Con motivo del homenaje a nuestros mayores escribimos el presente texto y
Beatriz 13 años nieta de María le hizo ese dibujo.
La Asociación AMA, que agrupa a más de 500 familias, que han sufrido de una manera muy intensa la injusticia producida por actuaciones de las Administraciones Públicas que condenan sus viviendas al derribo.
AMA hace una mención especial a la situación en que se encuentran los mayores. Ellos que con los ahorros de toda una vida de la actividad laboral han comprado su vivienda y que ahora ven cómo la misma se encuentra en peligro .
Muchos son los miedos, sinsabores, incomprensiones; muchas las noches sin dormir, cuántas reuniones con abogados, peritos, ayuntamientos, etc. Su único “pecado” ha sido comprar una vivienda que las administraciones les habían asegurado que eran legales, para después, esas mismas administraciones, decirles que tienen que derribarlas.
Este colectivo es especialmente sensible, sufriendo en sus carnes, además de la injusticia, la soledad. Quienes tienen el deber de defender sus derechos, los poderes públicos, no sólo no lo han hecho, sino que son los culpables de su situación.
Ni ellos ni ninguna persona de buena voluntad puede entender que trabajes toda tu vida para que, sin haber cometido delito alguno, quieran acabar con tu casa.
Las depresiones, el estrés y otras situaciones críticas se repiten en este colectivo sin que por parte de los Poderes Públicos se de una respuesta a esta situación.
En algunos casos estas personas llevan más de 10 años viviendo con este miedo y esta tensión, sin poder disponer de su patrimonio, ni para una operación o para ayudar a aquel hijo que se ha quedado en el paro o que lo necesita. Pero esos poderes públicos dicen que no se ha producido el daño.

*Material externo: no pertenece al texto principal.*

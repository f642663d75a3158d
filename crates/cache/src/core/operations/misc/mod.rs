//! Miscellaneous cache operations

mod stats;

pub use stats::{CacheStats, CircuitBreakerSummary};

use crate::config::CacheConfig;
use crate::entry::{storage_key, validate_key};
use crate::errors::{Error, Result};
use serde::Serialize;
use std::sync::Arc;
use std::time::Instant;
use tokio::sync::broadcast;

use super::get::Loaded;
use crate::core::events::{OperationEvent, OperationKind};
use crate::core::internal::MemoryEntry;
use crate::core::types::{Cache, CallContext};

impl Cache {
    pub fn name(&self) -> &str {
        &self.inner.name
    }

    pub fn config(&self) -> &CacheConfig {
        &self.inner.config
    }

    /// Digest of a logical input for [`Cache::get_with`] and
    /// [`crate::core::SetOptions::input_hash`]
    pub fn hash_input<T: Serialize + ?Sized>(input: &T) -> Result<String> {
        crate::entry::hash_input(input)
    }

    /// Subscribe to operation events
    pub fn subscribe(&self) -> broadcast::Receiver<OperationEvent> {
        self.inner.events.subscribe()
    }

    /// Whether a live entry exists. Does not count as a hit or miss.
    pub async fn has(&self, key: &str) -> Result<bool> {
        if !self.inner.config.enabled {
            return Ok(false);
        }

        let started = Instant::now();
        let result = self.contains(key).await;
        self.inner
            .emit(OperationKind::Has, Some(key), started, result.as_ref().err());
        result
    }

    async fn contains(&self, key: &str) -> Result<bool> {
        validate_key(key)?;

        let inner = &self.inner;
        let skey = storage_key(key);
        let now = inner.clock.now_ms();
        let ttl = inner.default_ttl_ms();

        if let Some(hot) = inner.memory.get(&skey) {
            return Ok(self.contains_hot(skey, hot, now, ttl));
        }

        let _lock = inner.key_locks.lock(&skey).await;
        if let Some(hot) = inner.memory.get(&skey) {
            return Ok(self.contains_hot(skey, hot, now, ttl));
        }

        match inner.load_entry(&skey, &CallContext::default()).await {
            Ok(Loaded::Found { entry, payload }) => {
                if entry.is_expired(now, ttl) {
                    inner.counters.record_expired(1);
                    self.remove_in_background(skey, None);
                    return Ok(false);
                }
                let hot = Arc::new(MemoryEntry::from_entry(&entry, payload));
                inner.memory.touch(&hot, now);
                inner.memory.insert(skey, hot);
                Ok(true)
            }
            Ok(Loaded::Corrupt(_)) => {
                self.remove_in_background(skey, None);
                Ok(false)
            }
            Ok(Loaded::Missing) => Ok(false),
            Err(e @ (Error::Storage { .. } | Error::Io { .. })) => {
                tracing::warn!(key = %key, error = %e, "Cache read failed, reporting absent");
                Ok(false)
            }
            Err(e) => Err(e),
        }
    }

    fn contains_hot(&self, skey: String, hot: Arc<MemoryEntry>, now: u64, ttl: u64) -> bool {
        let inner = &self.inner;
        if hot.is_expired(now, ttl) {
            inner.memory.remove_exact(&skey, &hot);
            inner.counters.record_expired(1);
            self.remove_in_background(skey, None);
            return false;
        }
        inner.memory.touch(&hot, now);
        true
    }

    /// Remove every entry from memory and the backing store; returns how
    /// many stored entries were removed
    pub async fn clear(&self) -> Result<usize> {
        if !self.inner.config.enabled {
            return Ok(0);
        }

        let started = Instant::now();
        let inner = &self.inner;
        let in_memory = inner.memory.clear();
        let backend = &inner.backend;
        let result = inner
            .guarded(&CallContext::default(), || backend.clear())
            .await;

        match &result {
            Ok(removed) => tracing::info!(
                cache = %inner.name,
                removed,
                in_memory,
                "Cleared cache"
            ),
            Err(e) => tracing::warn!(cache = %inner.name, error = %e, "Failed to clear backing store"),
        }
        inner.emit(OperationKind::Clear, None, started, result.as_ref().err());
        result
    }
}
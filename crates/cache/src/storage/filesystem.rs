//! File-per-key backend
//!
//! Each `/`-separated key segment is hex encoded, so arbitrary keys map to
//! safe file names and key prefixes become subdirectories.

use super::backend::StorageBackend;
use crate::errors::{Error, RecoveryHint, Result};
use async_trait::async_trait;
use std::io;
use std::path::{Path, PathBuf};
use tokio::fs;
use warden_utils::atomic_file;

#[derive(Debug, Clone)]
pub struct FileSystemBackend {
    root: PathBuf,
}

impl FileSystemBackend {
    /// Create the backend, creating `root` if needed
    pub async fn new(root: impl Into<PathBuf>) -> Result<Self> {
        let root = root.into();
        fs::create_dir_all(&root).await.map_err(|e| Error::Io {
            path: root.clone(),
            operation: "create storage directory",
            source: e,
            recovery_hint: RecoveryHint::CheckPermissions { path: root.clone() },
        })?;
        Ok(Self { root })
    }

    pub fn root(&self) -> &Path {
        &self.root
    }

    fn path_for(&self, key: &str) -> PathBuf {
        let mut path = self.root.clone();
        for segment in key.split('/') {
            path.push(hex::encode(segment.as_bytes()));
        }
        path
    }

    fn decode_segment(name: &str) -> Option<String> {
        let bytes = hex::decode(name).ok()?;
        String::from_utf8(bytes).ok()
    }
}

#[async_trait]
impl StorageBackend for FileSystemBackend {
    fn name(&self) -> &'static str {
        "filesystem"
    }

    async fn put(&self, key: &str, bytes: Vec<u8>) -> Result<()> {
        atomic_file::write_direct(&self.path_for(key), &bytes)
            .await
            .map_err(|e| Error::storage("put", key, e))
    }

    async fn put_atomic(&self, key: &str, bytes: Vec<u8>) -> Result<()> {
        atomic_file::write_atomic(&self.path_for(key), &bytes)
            .await
            .map_err(|e| Error::storage("put_atomic", key, e))
    }

    async fn get(&self, key: &str) -> Result<Option<Vec<u8>>> {
        match fs::read(self.path_for(key)).await {
            Ok(bytes) => Ok(Some(bytes)),
            Err(e) if e.kind() == io::ErrorKind::NotFound => Ok(None),
            Err(e) => Err(Error::storage("get", key, e)),
        }
    }

    async fn remove(&self, key: &str) -> Result<bool> {
        atomic_file::remove_if_exists(&self.path_for(key))
            .await
            .map_err(|e| Error::storage("remove", key, e))
    }

    async fn list(&self) -> Result<Vec<String>> {
        let mut keys = Vec::new();
        let mut pending: Vec<(PathBuf, String)> = vec![(self.root.clone(), String::new())];

        while let Some((dir, prefix)) = pending.pop() {
            let mut entries = match fs::read_dir(&dir).await {
                Ok(entries) => entries,
                Err(e) if e.kind() == io::ErrorKind::NotFound => continue,
                Err(e) => return Err(Error::storage("list", prefix, e)),
            };

            while let Some(entry) = entries
                .next_entry()
                .await
                .map_err(|e| Error::storage("list", prefix.clone(), e))?
            {
                let file_name = entry.file_name();
                let name = file_name.to_string_lossy();
                if atomic_file::is_temp_file_name(&name) {
                    continue;
                }
                let Some(segment) = Self::decode_segment(&name) else {
                    tracing::debug!(file = %name, "Skipping foreign file in storage directory");
                    continue;
                };
                let key = if prefix.is_empty() {
                    segment
                } else {
                    format!("{prefix}/{segment}")
                };

                let file_type = entry
                    .file_type()
                    .await
                    .map_err(|e| Error::storage("list", key.clone(), e))?;
                if file_type.is_dir() {
                    pending.push((entry.path(), key));
                } else {
                    keys.push(key);
                }
            }
        }

        Ok(keys)
    }
}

¿Cómo es posible que esté sucediendo esto?. Se conoce a los culpables, los que han cometido los delitos, faltas, errores… pero esa gente no tiene ningún proceso pendiente. Sin embargo, nuestros mayores todos los días se acuestan pensando que puede ser mañana cuando alguien llame a su puerta para decirle que van a derribar su vivienda, su hogar, construido con el trabajo y amor de toda una vida.
En más de una década que llevan con esta situación algunos ya nos han dejado, otros están en una situación muy difícil, y los más jóvenes empezamos a peinar canas con este problema, las que nos salen con el paso del tiempo y sobre todo las que nos producen los disgustos de vivir día a día esta situación tan incomprensible e injusta.
El martes pasado María, de 68 años, me decía: “¿Qué hemos hecho mal, Antonio?, mi marido ni quiere hablar de este tema, está totalmente deprimido, apenas sale de casa, y se echa la culpa no sabe si de su mala suerte o de no tener valor para hacer una barbaridad”.
Las lágrimas de María no las verán ni los responsables políticos, ni los jueces, ni los que dicen que el daño no se ha producido, ni siquiera sus abogados, pero a los que sabemos de la bondad de María y de esta injusticia sí que nos llega a lo más intimo.
Por ello, con todo nuestro sentimiento pedimos justicia para estos amigos que como María lloran su pena en soledad. Les han robado la ilusión, pero que al menos sientan el cariño de los que les comprendemos y diciéndoles que no están solos.
Po último, agradecerte toda mostrar de solidaridad con este colectivo que simplemente quiere vivir en su hogar.